> [Prompt] Work out how many lines of the data hold the string "usize", and reply with that number alone.

> [Listed entries]
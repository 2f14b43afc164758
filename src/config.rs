//! Configuration types for the document workflow.
//!
//! All workflow behaviour is controlled through [`WorkflowConfig`], built
//! via its [`WorkflowConfigBuilder`]. Keeping every knob in one struct makes
//! it trivial to share a config between a session and its HTTP service and
//! to log exactly what a run was configured with.

use crate::error::WorkflowError;
use crate::observer::Observer;
use crate::service::ListQuery;
use serde::{Deserialize, Serialize};
use std::fmt;
use std::time::Duration;

/// Largest listing page the backend will serve.
pub const MAX_PAGE_SIZE: usize = 100;

/// Configuration for a workflow session.
///
/// Built via [`WorkflowConfig::builder()`] or using
/// [`WorkflowConfig::default()`].
///
/// # Example
/// ```rust
/// use pdfscan_workflow::WorkflowConfig;
///
/// let config = WorkflowConfig::builder()
///     .api_base_url("http://localhost:8000/api")
///     .page_size(20)
///     .scan_timeout_secs(600)
///     .build()
///     .unwrap();
/// ```
#[derive(Clone)]
pub struct WorkflowConfig {
    /// Base URL of the document REST backend. Default: `http://localhost:8000/api`.
    pub api_base_url: String,

    /// Documents per listing page. Range: 1–100. Default: 40.
    pub page_size: usize,

    /// Restrict the listing to scanned (`Some(true)`) or unscanned
    /// (`Some(false)`) documents; `None` lists everything.
    /// Default: `Some(false)`, the backlog still waiting for a scan.
    pub scanned_filter: Option<bool>,

    /// Timeout for upload, listing, detail and pagination calls, in seconds. Default: 60.
    pub request_timeout_secs: u64,

    /// Timeout for a scan request, in seconds. Default: 300.
    ///
    /// Scans run the extraction service synchronously behind the request, so
    /// they take far longer than the other calls.
    pub scan_timeout_secs: u64,

    /// Delay before a success or warning status clears itself, in milliseconds. Default: 4000.
    pub status_dismiss_ms: u64,

    /// Receives workflow events. Default: None.
    pub observer: Option<Observer>,
}

impl Default for WorkflowConfig {
    fn default() -> Self {
        Self {
            api_base_url: "http://localhost:8000/api".to_string(),
            page_size: 40,
            scanned_filter: Some(false),
            request_timeout_secs: 60,
            scan_timeout_secs: 300,
            status_dismiss_ms: 4000,
            observer: None,
        }
    }
}

impl fmt::Debug for WorkflowConfig {
    fn fmt(&self, f: &mut fmt::Formatter<'_>) -> fmt::Result {
        f.debug_struct("WorkflowConfig")
            .field("api_base_url", &self.api_base_url)
            .field("page_size", &self.page_size)
            .field("scanned_filter", &self.scanned_filter)
            .field("request_timeout_secs", &self.request_timeout_secs)
            .field("scan_timeout_secs", &self.scan_timeout_secs)
            .field("status_dismiss_ms", &self.status_dismiss_ms)
            .field(
                "observer",
                &self.observer.as_ref().map(|_| "<dyn WorkflowObserver>"),
            )
            .finish()
    }
}

impl WorkflowConfig {
    /// Create a new builder for `WorkflowConfig`.
    pub fn builder() -> WorkflowConfigBuilder {
        WorkflowConfigBuilder {
            config: Self::default(),
        }
    }

    /// The listing query derived from `page_size` and `scanned_filter`.
    pub fn list_query(&self) -> ListQuery {
        ListQuery {
            page_size: self.page_size,
            scanned: self.scanned_filter,
        }
    }

    pub fn request_timeout(&self) -> Duration {
        Duration::from_secs(self.request_timeout_secs)
    }

    pub fn scan_timeout(&self) -> Duration {
        Duration::from_secs(self.scan_timeout_secs)
    }

    pub fn status_dismiss_delay(&self) -> Duration {
        Duration::from_millis(self.status_dismiss_ms)
    }
}

/// Builder for [`WorkflowConfig`].
#[derive(Debug)]
pub struct WorkflowConfigBuilder {
    config: WorkflowConfig,
}

impl WorkflowConfigBuilder {
    pub fn api_base_url(mut self, url: impl Into<String>) -> Self {
        self.config.api_base_url = url.into();
        self
    }

    pub fn page_size(mut self, n: usize) -> Self {
        self.config.page_size = n.clamp(1, MAX_PAGE_SIZE);
        self
    }

    pub fn scanned_filter(mut self, filter: Option<bool>) -> Self {
        self.config.scanned_filter = filter;
        self
    }

    pub fn request_timeout_secs(mut self, secs: u64) -> Self {
        self.config.request_timeout_secs = secs;
        self
    }

    pub fn scan_timeout_secs(mut self, secs: u64) -> Self {
        self.config.scan_timeout_secs = secs;
        self
    }

    pub fn status_dismiss_ms(mut self, ms: u64) -> Self {
        self.config.status_dismiss_ms = ms;
        self
    }

    pub fn observer(mut self, observer: Observer) -> Self {
        self.config.observer = Some(observer);
        self
    }

    /// Build the configuration, validating constraints.
    pub fn build(self) -> Result<WorkflowConfig, WorkflowError> {
        let c = &self.config;
        let url = reqwest::Url::parse(&c.api_base_url).map_err(|e| {
            WorkflowError::InvalidConfig(format!("API base URL '{}': {}", c.api_base_url, e))
        })?;
        if url.scheme() != "http" && url.scheme() != "https" {
            return Err(WorkflowError::InvalidConfig(format!(
                "API base URL must be http or https, got '{}'",
                url.scheme()
            )));
        }
        if c.request_timeout_secs == 0 || c.scan_timeout_secs == 0 {
            return Err(WorkflowError::InvalidConfig(
                "Timeouts must be ≥ 1 second".into(),
            ));
        }
        Ok(self.config)
    }
}

// ── Page selection ───────────────────────────────────────────────────────

/// Specifies which pages of the active document to select, by page number.
#[derive(Debug, Clone, Default, PartialEq, Eq, Serialize, Deserialize)]
pub enum PageSelection {
    /// Every page (default).
    #[default]
    All,
    /// A single page (1-indexed).
    Single(usize),
    /// A contiguous range of pages (1-indexed, inclusive).
    Range(usize, usize),
    /// Specific pages (1-indexed, deduplicated).
    Set(Vec<usize>),
}

impl PageSelection {
    /// Expand the selection into a sorted, deduplicated list of 0-indexed page positions.
    pub fn to_indices(&self, total_pages: usize) -> Vec<usize> {
        let mut indices: Vec<usize> = match self {
            PageSelection::All => (0..total_pages).collect(),
            PageSelection::Single(p) => {
                if *p >= 1 && *p <= total_pages {
                    vec![p - 1]
                } else {
                    vec![]
                }
            }
            PageSelection::Range(start, end) => {
                let s = (*start).max(1) - 1;
                let e = (*end).min(total_pages);
                (s..e).collect()
            }
            PageSelection::Set(pages) => pages
                .iter()
                .filter(|&&p| p >= 1 && p <= total_pages)
                .map(|p| p - 1)
                .collect(),
        };
        indices.sort_unstable();
        indices.dedup();
        indices
    }
}

#[cfg(test)]
mod tests {
    use super::*;

    #[test]
    fn defaults_match_backend() {
        let config = WorkflowConfig::default();
        assert_eq!(config.page_size, 40);
        assert_eq!(config.list_query().scanned, Some(false));
        assert_eq!(config.status_dismiss_delay(), Duration::from_secs(4));
    }

    #[test]
    fn page_size_is_clamped() {
        let config = WorkflowConfig::builder().page_size(1000).build().unwrap();
        assert_eq!(config.page_size, MAX_PAGE_SIZE);
        let config = WorkflowConfig::builder().page_size(0).build().unwrap();
        assert_eq!(config.page_size, 1);
    }

    #[test]
    fn rejects_bad_urls() {
        let err = WorkflowConfig::builder()
            .api_base_url("not a url")
            .build()
            .unwrap_err();
        assert!(matches!(err, WorkflowError::InvalidConfig(_)));

        let err = WorkflowConfig::builder()
            .api_base_url("ftp://example.com/api")
            .build()
            .unwrap_err();
        assert!(err.to_string().contains("ftp"));
    }

    #[test]
    fn rejects_zero_timeouts() {
        assert!(WorkflowConfig::builder()
            .scan_timeout_secs(0)
            .build()
            .is_err());
    }

    #[test]
    fn debug_hides_observer() {
        let config = WorkflowConfig::builder()
            .observer(std::sync::Arc::new(crate::observer::NoopObserver))
            .build()
            .unwrap();
        let dbg = format!("{config:?}");
        assert!(dbg.contains("<dyn WorkflowObserver>"));
    }

    #[test]
    fn page_selection_to_indices() {
        assert_eq!(PageSelection::All.to_indices(3), vec![0, 1, 2]);
        assert_eq!(PageSelection::Single(3).to_indices(5), vec![2]);
        assert_eq!(PageSelection::Single(6).to_indices(5), Vec::<usize>::new());
        assert_eq!(PageSelection::Range(2, 9).to_indices(4), vec![1, 2, 3]);
        assert_eq!(
            PageSelection::Set(vec![3, 1, 3]).to_indices(5),
            vec![0, 2] // deduplicated and sorted
        );
    }
}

> [Response area] 9